For years now, dealing with visas and permits has been a source of great frustration. It is always complicated, expensive and time consuming and it seems unfair that my nationality is such a limiting factor when it comes to my mobility and choices of where to live and work.
Antonio is a young man originally from El Salvador, who came to the United States as an eleven-year old. He spent his childhood with his grandparents, after his mom left for the US to join his dad in their search for better opportunities. At age eleven, Antonio’s parents arranged for him to cross all three borders (from El Salvador to Guatemala, to Mexico, to the US) along with two of his teenage cousins. Like anyone else with whom I start a conversation these days, Antonio is curious about what I’m going to do once I complete my fellowship. I explain my situation to him and unlike anyone else, he responds: why don’t you stay in the US and become one of us? Even though he is no longer undocumented, that is what he is referring to. Why don’t I allow my permit to expire and simply live under the radar like many of the people I have recently met? After all, he adds, you have a college degree and would be better off than many of us.
No one had ever posed that question to me, and although it is certainly not an option, the mere suggestion gets me thinking. There are many practical reasons for which I could never overstay my visa—an immigration violation is taken very seriously in this country and would either mean that I’d have to stay in the US forever (which would entail not seeing my family in Colombia), or if I were to eventually leave, that I wouldn’t be able to come back to the US in a very, very long time. Practicalities aside, Antonio’s question is very smart and ultimately touches upon deeper issues.

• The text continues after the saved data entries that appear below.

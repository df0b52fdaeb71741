//! Value transforms and VSS datatype coercion

use super::expression::Expression;
use crate::types::SignalValue;
use serde::Deserialize;
use std::str::FromStr;

/// One `from`/`to` pair of a lookup transform
#[derive(Debug, Clone, PartialEq, Deserialize)]
pub struct MappingEntry {
    pub from: SignalValue,
    pub to: SignalValue,
}

/// Transform applied to a value on its way between CAN and VSS
#[derive(Debug, Clone, PartialEq, Default)]
pub enum Transform {
    /// Pass the value through unchanged
    #[default]
    Identity,
    /// Evaluate an arithmetic expression on `x`
    Math(Expression),
    /// Exact lookup; values without an entry are dropped
    Lookup(Vec<MappingEntry>),
}

impl Transform {
    /// Apply the transform; `None` means the value must be dropped
    pub fn apply(&self, value: &SignalValue) -> Option<SignalValue> {
        match self {
            Transform::Identity => Some(value.clone()),
            Transform::Math(expression) => {
                expression.eval(value.as_f64()?).map(SignalValue::Float)
            }
            Transform::Lookup(entries) => entries
                .iter()
                .find(|entry| entry.from.same_as(value))
                .map(|entry| entry.to.clone()),
        }
    }
}

/// VSS leaf datatypes
#[derive(Debug, Clone, Copy, PartialEq, Eq)]
pub enum VssDatatype {
    Boolean,
    Int8,
    Int16,
    Int32,
    Int64,
    Uint8,
    Uint16,
    Uint32,
    Uint64,
    Float,
    Double,
    String,
}

impl FromStr for VssDatatype {
    type Err = String;

    fn from_str(s: &str) -> Result<Self, Self::Err> {
        Ok(match s {
            "boolean" => VssDatatype::Boolean,
            "int8" => VssDatatype::Int8,
            "int16" => VssDatatype::Int16,
            "int32" => VssDatatype::Int32,
            "int64" => VssDatatype::Int64,
            "uint8" => VssDatatype::Uint8,
            "uint16" => VssDatatype::Uint16,
            "uint32" => VssDatatype::Uint32,
            "uint64" => VssDatatype::Uint64,
            "float" => VssDatatype::Float,
            "double" => VssDatatype::Double,
            "string" => VssDatatype::String,
            other => return Err(format!("unsupported VSS datatype '{}'", other)),
        })
    }
}

impl VssDatatype {
    /// Inclusive bounds of the integer types
    fn integer_bounds(self) -> Option<(i128, i128)> {
        Some(match self {
            VssDatatype::Int8 => (i8::MIN as i128, i8::MAX as i128),
            VssDatatype::Int16 => (i16::MIN as i128, i16::MAX as i128),
            VssDatatype::Int32 => (i32::MIN as i128, i32::MAX as i128),
            VssDatatype::Int64 => (i64::MIN as i128, i64::MAX as i128),
            VssDatatype::Uint8 => (0, u8::MAX as i128),
            VssDatatype::Uint16 => (0, u16::MAX as i128),
            VssDatatype::Uint32 => (0, u32::MAX as i128),
            // Values travel as i64
            VssDatatype::Uint64 => (0, i64::MAX as i128),
            _ => return None,
        })
    }

    /// Convert a value to this datatype; `None` if that is impossible
    pub fn coerce(self, value: SignalValue) -> Option<SignalValue> {
        match self {
            VssDatatype::Boolean => value.as_bool().map(SignalValue::Boolean),
            VssDatatype::Float | VssDatatype::Double => match value {
                SignalValue::String(text) => text.trim().parse().ok().map(SignalValue::Float),
                other => other.as_f64().map(SignalValue::Float),
            },
            VssDatatype::String => Some(match value {
                SignalValue::String(text) => SignalValue::String(text),
                other => SignalValue::String(other.to_string()),
            }),
            integer => {
                let (min, max) = integer.integer_bounds()?;
                let number = match value {
                    SignalValue::String(text) => text.trim().parse::<f64>().ok()?,
                    other => other.as_f64()?,
                };
                if !number.is_finite() {
                    return None;
                }
                let rounded = number.round() as i128;
                (min..=max)
                    .contains(&rounded)
                    .then_some(SignalValue::Integer(rounded as i64))
            }
        }
    }
}

#[cfg(test)]
mod tests {
    use super::*;

    #[test]
    fn test_math_transform() {
        let transform = Transform::Math(Expression::parse("x * 2").unwrap());
        assert_eq!(transform.apply(&SignalValue::Integer(21)), Some(SignalValue::Float(42.0)));
        assert_eq!(transform.apply(&SignalValue::from("Open")), None);
    }

    #[test]
    fn test_lookup_transform() {
        let entries: Vec<MappingEntry> =
            serde_json::from_str(r#"[{"from": 0, "to": false}, {"from": 1, "to": true}, {"from": "Open", "to": 100}]"#)
                .unwrap();
        let transform = Transform::Lookup(entries);

        assert_eq!(transform.apply(&SignalValue::Integer(1)), Some(SignalValue::Boolean(true)));
        assert_eq!(transform.apply(&SignalValue::Float(0.0)), Some(SignalValue::Boolean(false)));
        assert_eq!(transform.apply(&SignalValue::from("Open")), Some(SignalValue::Integer(100)));
        assert_eq!(transform.apply(&SignalValue::Integer(7)), None);
    }

    #[test]
    fn test_coerce_integers() {
        let uint8: VssDatatype = "uint8".parse().unwrap();
        assert_eq!(uint8.coerce(SignalValue::Float(41.6)), Some(SignalValue::Integer(42)));
        assert_eq!(uint8.coerce(SignalValue::Integer(256)), None);
        assert_eq!(uint8.coerce(SignalValue::Integer(-1)), None);
        assert_eq!(uint8.coerce(SignalValue::Boolean(true)), Some(SignalValue::Integer(1)));
        assert_eq!(VssDatatype::Int16.coerce(SignalValue::from("-300")), Some(SignalValue::Integer(-300)));
        assert_eq!(VssDatatype::Int32.coerce(SignalValue::from("Drive")), None);
    }

    #[test]
    fn test_coerce_other_types() {
        assert_eq!(VssDatatype::Float.coerce(SignalValue::Integer(3)), Some(SignalValue::Float(3.0)));
        assert_eq!(VssDatatype::Boolean.coerce(SignalValue::Integer(0)), Some(SignalValue::Boolean(false)));
        assert_eq!(VssDatatype::Boolean.coerce(SignalValue::from("maybe")), None);
        assert_eq!(VssDatatype::String.coerce(SignalValue::Integer(3)), Some(SignalValue::from("3")));
        assert!("quaternion".parse::<VssDatatype>().is_err());
    }
}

For many of the immigrants who come to the US illegally, there are virtually no ways to come to this country otherwise. While in theory anyone has the ability to apply for a visa, few people realize that the process is much more complicated than simply asking for permission to move to a different country. One needs all sorts of documents that prove financial solvency and resources to pay for application fees. Trying to look for better opportunities is not a good enough reason to migrate.

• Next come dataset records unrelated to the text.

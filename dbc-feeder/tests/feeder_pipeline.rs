//! End-to-end tests: DBC and mapping files on disk, in-memory frame
//! sources, a local broker and a recording transmitter.

use dbc_feeder::backend::{create_client, BackendConfig, BackendKind, LocalBroker};
use dbc_feeder::bus::ChannelTransmitter;
use dbc_feeder::formats::ChannelFrameSource;
use dbc_feeder::signals::load_database;
use dbc_feeder::{Bus, CanFrame, DecodeMode, Feeder, FeederConfig, FeederError, Mapper, SignalValue};
use std::path::{Path, PathBuf};
use std::sync::Arc;
use std::thread::JoinHandle;
use std::time::{Duration, Instant};
use tempfile::TempDir;

const VEHICLE_DBC: &str = r#"
VERSION ""

NS_ :
    CM_
    VAL_

BS_:

BU_: ECU1 ECU2

BO_ 291 Lights: 1 ECU1
 SG_ LowBeam : 0|1@1+ (1,0) [0|1] "" ECU2
 SG_ HighBeam : 1|1@1+ (1,0) [0|1] "" ECU2

BO_ 512 Engine: 8 ECU1
 SG_ EngineSpeed : 0|16@1+ (1,0) [0|8000] "rpm" ECU2
 SG_ Gear : 16|4@1+ (1,0) [0|15] "" ECU2

BO_ 2365515262 EngineHours: 8 ECU1
 SG_ TotalHours : 0|32@1+ (0.05,0) [0|210554060.75] "h" ECU2

VAL_ 512 Gear 0 "Park" 1 "Drive" 2 "Reverse" ;
"#;

const MAPPING: &str = r#"{
  "Vehicle": {
    "type": "branch",
    "children": {
      "Powertrain": {
        "children": {
          "Engine": {
            "children": {
              "Speed": {"datatype": "uint16", "dbc2vss": {"signal": "EngineSpeed", "change_threshold": 1}},
              "EngineHours": {"datatype": "float", "dbc2vss": {"signal": "TotalHours"}}
            }
          },
          "Transmission": {
            "children": {
              "DriveMode": {
                "datatype": "string",
                "dbc2vss": {"signal": "Gear", "on_change": true,
                            "transform": {"mapping": [{"from": "Drive", "to": "DRIVE"}, {"from": "Reverse", "to": "REVERSE"}]}}
              }
            }
          }
        }
      },
      "Body": {
        "children": {
          "Lights": {
            "children": {
              "Beam": {
                "children": {
                  "Low": {"children": {"IsOn": {"datatype": "boolean", "vss2dbc": {"signal": "LowBeam"}}}},
                  "High": {"children": {"IsOn": {"datatype": "boolean", "vss2dbc": {"signal": "HighBeam"}}}}
                }
              }
            }
          }
        }
      }
    }
  }
}"#;

const DEFAULTS: &str = r#"{"HighBeam": 0, "LowBeam": 0}"#;

const SPEED: &str = "Vehicle.Powertrain.Engine.Speed";
const DRIVE_MODE: &str = "Vehicle.Powertrain.Transmission.DriveMode";
const ENGINE_HOURS: &str = "Vehicle.Powertrain.Engine.EngineHours";
const LOW_BEAM: &str = "Vehicle.Body.Lights.Beam.Low.IsOn";
const HIGH_BEAM: &str = "Vehicle.Body.Lights.Beam.High.IsOn";

struct Fixture {
    dir: TempDir,
}

impl Fixture {
    fn new() -> Self {
        let _ = env_logger::builder().is_test(true).try_init();

        let dir = tempfile::tempdir().unwrap();
        std::fs::write(dir.path().join("vehicle.dbc"), VEHICLE_DBC).unwrap();
        std::fs::write(dir.path().join("vss_dbc.json"), MAPPING).unwrap();
        std::fs::write(dir.path().join("dbc_default_values.json"), DEFAULTS).unwrap();
        Self { dir }
    }

    fn path(&self, name: &str) -> PathBuf {
        self.dir.path().join(name)
    }

    fn mapper(&self) -> Mapper {
        let database = load_database(&[self.path("vehicle.dbc")], true).unwrap();
        Mapper::from_files(
            database,
            &self.path("vss_dbc.json"),
            Some(self.path("dbc_default_values.json").as_path()),
        )
        .unwrap()
    }
}

fn engine_frame(speed: u16, gear: u8) -> CanFrame {
    let [lo, hi] = speed.to_le_bytes();
    CanFrame::new(0x200, vec![lo, hi, gear, 0, 0, 0, 0, 0])
}

fn wait_until(timeout: Duration, mut condition: impl FnMut() -> bool) -> bool {
    let deadline = Instant::now() + timeout;
    while !condition() {
        if Instant::now() > deadline {
            return false;
        }
        std::thread::sleep(Duration::from_millis(10));
    }
    true
}

fn all_paths_broker() -> Arc<LocalBroker> {
    Arc::new(LocalBroker::new().with_paths([SPEED, DRIVE_MODE, ENGINE_HOURS, LOW_BEAM, HIGH_BEAM]))
}

/// Start `feeder.run` on a thread with an in-memory bus
fn run_in_background(
    feeder: &Arc<Feeder>,
    mapper: Mapper,
    mode: DecodeMode,
) -> (
    JoinHandle<dbc_feeder::Result<()>>,
    crossbeam_channel::Sender<CanFrame>,
    crossbeam_channel::Receiver<CanFrame>,
) {
    let (frames_tx, frames_rx) = crossbeam_channel::unbounded();
    let (sent_tx, sent_rx) = crossbeam_channel::unbounded();
    let bus = Bus::new(Box::new(ChannelFrameSource::new(frames_rx)))
        .with_transmitter(Box::new(ChannelTransmitter::new(sent_tx)));

    let handle = {
        let feeder = feeder.clone();
        std::thread::spawn(move || feeder.run(mapper, mode, bus))
    };
    assert!(wait_until(Duration::from_secs(3), || feeder.is_running()));
    (handle, frames_tx, sent_rx)
}

fn values_for(broker: &LocalBroker, path: &str) -> Vec<SignalValue> {
    broker
        .updates()
        .into_iter()
        .filter(|(p, _)| p == path)
        .map(|(_, value)| value)
        .collect()
}

#[test]
fn test_engine_speed_threshold_end_to_end() {
    let fixture = Fixture::new();
    let broker = all_paths_broker();
    let feeder = Arc::new(Feeder::new(broker.clone(), true, false));
    let (handle, frames, _sent) = run_in_background(&feeder, fixture.mapper(), DecodeMode::Dbc);

    for speed in [1000, 1000, 1000, 1000, 1000, 1005] {
        frames.send(engine_frame(speed, 0)).unwrap();
    }
    assert!(wait_until(Duration::from_secs(3), || values_for(&broker, SPEED).len() >= 2));

    feeder.stop();
    handle.join().unwrap().unwrap();

    assert_eq!(
        values_for(&broker, SPEED),
        vec![SignalValue::Integer(1000), SignalValue::Integer(1005)]
    );
    assert!(feeder.stats().forwarded >= 2);
}

#[test]
fn test_unmapped_values_never_reach_the_backend() {
    let fixture = Fixture::new();
    let broker = all_paths_broker();
    let feeder = Arc::new(Feeder::new(broker.clone(), true, false));
    let (handle, frames, _sent) = run_in_background(&feeder, fixture.mapper(), DecodeMode::Dbc);

    // "Park" has no entry in the lookup table
    frames.send(engine_frame(0, 0)).unwrap();
    frames.send(engine_frame(0, 0)).unwrap();
    frames.send(engine_frame(0, 1)).unwrap();
    assert!(wait_until(Duration::from_secs(3), || !values_for(&broker, DRIVE_MODE).is_empty()));

    feeder.stop();
    handle.join().unwrap().unwrap();

    assert_eq!(values_for(&broker, DRIVE_MODE), vec![SignalValue::from("DRIVE")]);
}

#[test]
fn test_missing_registration_stops_the_feeder() {
    let fixture = Fixture::new();
    // EngineHours is not known to the broker
    let broker = Arc::new(LocalBroker::new().with_paths([SPEED, DRIVE_MODE]));
    let feeder = Arc::new(Feeder::new(broker.clone(), true, false));

    let (frames_tx, frames_rx) = crossbeam_channel::unbounded();
    frames_tx.send(engine_frame(1000, 1)).unwrap();
    let bus = Bus::new(Box::new(ChannelFrameSource::new(frames_rx)));

    let result = feeder.run(fixture.mapper(), DecodeMode::Dbc, bus);
    match result {
        Err(FeederError::Registration(missing)) => assert_eq!(missing, vec![ENGINE_HOURS.to_string()]),
        other => panic!("unexpected result {:?}", other),
    }
    assert!(broker.updates().is_empty());
    assert!(!feeder.is_running());
}

#[test]
fn test_low_beam_target_is_encoded_with_default() {
    let fixture = Fixture::new();
    let broker = all_paths_broker();
    let feeder = Arc::new(Feeder::new(broker.clone(), false, true));
    let (handle, _frames, sent) = run_in_background(&feeder, fixture.mapper(), DecodeMode::Dbc);

    assert!(wait_until(Duration::from_secs(3), || broker.subscriber_count() == 1));
    broker.set_target(LOW_BEAM, SignalValue::Boolean(true)).unwrap();

    let frame = sent.recv_timeout(Duration::from_secs(2)).unwrap();
    assert_eq!(frame.can_id, 0x123);
    assert_eq!(frame.data, vec![0x01]);
    assert!(sent.recv_timeout(Duration::from_millis(200)).is_err());

    // Both beams in one batch: still one frame
    broker
        .set_targets(vec![
            (LOW_BEAM.to_string(), SignalValue::Boolean(false)),
            (HIGH_BEAM.to_string(), SignalValue::Boolean(true)),
        ])
        .unwrap();
    let frame = sent.recv_timeout(Duration::from_secs(2)).unwrap();
    assert_eq!(frame.data, vec![0x02]);
    assert!(sent.recv_timeout(Duration::from_millis(200)).is_err());

    feeder.stop();
    handle.join().unwrap().unwrap();
    assert_eq!(broker.subscriber_count(), 0);
}

#[test]
fn test_j1939_pgn_matching() {
    let fixture = Fixture::new();
    let broker = all_paths_broker();
    let feeder = Arc::new(Feeder::new(broker.clone(), true, false));
    let (handle, frames, _sent) = run_in_background(&feeder, fixture.mapper(), DecodeMode::J1939);

    // PGN 0xFEE5 from source address 0x17 instead of 0xFE
    let raw_hours: u32 = 200;
    let mut data = raw_hours.to_le_bytes().to_vec();
    data.extend_from_slice(&[0xFF; 4]);
    frames.send(CanFrame::new(0x18FE_E517, data)).unwrap();

    assert!(wait_until(Duration::from_secs(3), || !values_for(&broker, ENGINE_HOURS).is_empty()));
    feeder.stop();
    handle.join().unwrap().unwrap();

    assert_eq!(values_for(&broker, ENGINE_HOURS), vec![SignalValue::Float(10.0)]);
}

fn read_lines(path: &Path) -> Vec<String> {
    std::fs::read_to_string(path)
        .unwrap_or_default()
        .lines()
        .map(str::to_string)
        .collect()
}

#[test]
fn test_start_replays_candump_into_datapoint_log() {
    let fixture = Fixture::new();
    std::fs::write(
        fixture.path("candump.log"),
        "(1700000000.000000) vcan0 200#E803000000000000\n\
         (1700000000.010000) vcan0 200#E803000000000000\n\
         (1700000000.020000) vcan0 200#ED03000000000000\n",
    )
    .unwrap();

    let output = fixture.path("datapoints.txt");
    let kind = BackendKind::DatapointLog;
    let client = create_client(kind, &BackendConfig::default().with_output_file(output.clone())).unwrap();
    let feeder = Arc::new(Feeder::new(client, true, false));

    let config = FeederConfig::new("vcan0")
        .add_dbc_file(fixture.path("vehicle.dbc"))
        .with_mapping_file(fixture.path("vss_dbc.json"))
        .with_replay_file(fixture.path("candump.log"));

    let handle = {
        let feeder = feeder.clone();
        std::thread::spawn(move || feeder.start(&config))
    };

    assert!(wait_until(Duration::from_secs(5), || read_lines(&output).len() >= 2));
    feeder.stop();
    handle.join().unwrap().unwrap();

    let lines = read_lines(&output);
    assert_eq!(
        &lines[..2],
        &[
            format!("Datapoint({}, 1000)", SPEED),
            format!("Datapoint({}, 1005)", SPEED),
        ]
    );
}

#[test]
fn test_start_rejects_vss2dbc_on_replay() {
    let fixture = Fixture::new();
    std::fs::write(fixture.path("candump.log"), "(0.000000) vcan0 200#E803\n").unwrap();

    let feeder = Feeder::new(all_paths_broker(), false, true);
    let config = FeederConfig::new("vcan0")
        .add_dbc_file(fixture.path("vehicle.dbc"))
        .with_mapping_file(fixture.path("vss_dbc.json"))
        .with_default_values_file(fixture.path("dbc_default_values.json"))
        .with_replay_file(fixture.path("candump.log"));

    assert!(matches!(feeder.start(&config), Err(FeederError::Configuration(_))));
    assert!(!feeder.is_running());
}

#[test]
fn test_start_fails_on_missing_mapping_file() {
    let fixture = Fixture::new();
    let feeder = Feeder::new(all_paths_broker(), true, false);
    let config = FeederConfig::new("vcan0")
        .add_dbc_file(fixture.path("vehicle.dbc"))
        .with_mapping_file(fixture.path("missing.json"));

    assert!(feeder.start(&config).is_err());
    assert!(!feeder.is_running());
}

This year I have met countless immigrants and refugees who have come to the US fleeing poverty, violence and political instability. Some of them have had to do so dangerously by crossing desserts and borders or seeking political asylum in neighboring countries, before they can relocate in the US. My conversations with them always make me reconsider the idea of mobility and the ways in which it is determined mostly by our nationalities, but also by our socioeconomic backgrounds. Even though my reasons for leaving Colombia are very different and I certainly don’t mean to compare the two, there is a common element to both situations: mobility is not a right that we are all given.